One day, you’ll be like me.
The wood stretched out between my hands, and it took shape. There was a nose and lips, and wooden eyes, and it blinked again, and again, and then the mouth moved. The face of my father said, “I see you. I see you, Gordo. I knew you would be something special.”
I cried out as the pain in my head grew worse, as my father’s hands appeared in the wood, reaching up and covering the backs of mine, squeezing until I thought my bones would turn to dust.
But my father had always underestimated a wolf pack. And I had mine behind me.
They howled. All of them. Even the humans.
My father’s wooden eyes widened as his face split with a sharp crack, the door splintering.
He opened his mouth to speak, and I said, “No.”
The door shattered underneath my hands.
I was bowled over by a wave of violet rage, of rapacious violence.
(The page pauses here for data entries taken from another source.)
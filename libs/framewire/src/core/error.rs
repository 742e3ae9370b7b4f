use thiserror::Error;

#[derive(Error, Debug)]
pub enum PipelineError {
    #[error("buffer pool allocation failed: {0}")]
    PoolAllocation(String),

    #[error("graph error: {0}")]
    Graph(String),

    #[error("worker context has been shut down")]
    ContextShutdown,

    #[error("runtime error: {0}")]
    Runtime(String),

    #[error("invalid configuration: {0}")]
    Configuration(String),

    #[error("IO error: {0}")]
    Io(#[from] std::io::Error),

    #[error(transparent)]
    Other(#[from] anyhow::Error),
}

pub type Result<T> = std::result::Result<T, PipelineError>;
And there, on the other side, stood—
I OPENED my eyes.
The others did the same, blinking slowly.
All except for Ox.
He breathed in and out. In and out.
I could feel them. All of them. My pack.
And more. So many more.
It was tornadic in nature, a self-contained storm that swirled in our heads and chests. I tried to find the edges, tried to find a way to contain it, but it was big, bigger than I thought it would be.
In the end, it didn’t matter.
Because he was here.
A boy who had become a man.
He who had become an Alpha even before he felt the pull of the wolf underneath his skin.
Oxnard Matheson.
The Alpha of the Omegas.
Behind him, a choking sound.
I looked over his shoulder.
Kelly had crawled on his knees toward his brother.
Carter was on all fours, his palms flat against the stone floor. His head jerked side to side as his chest heaved.
“Carter?” Kelly asked, voice trembling.
Carter looked up, face elongating, eyes violet.
“Kelly,” he growled. But it was the only thing he said before he shifted into a wolf.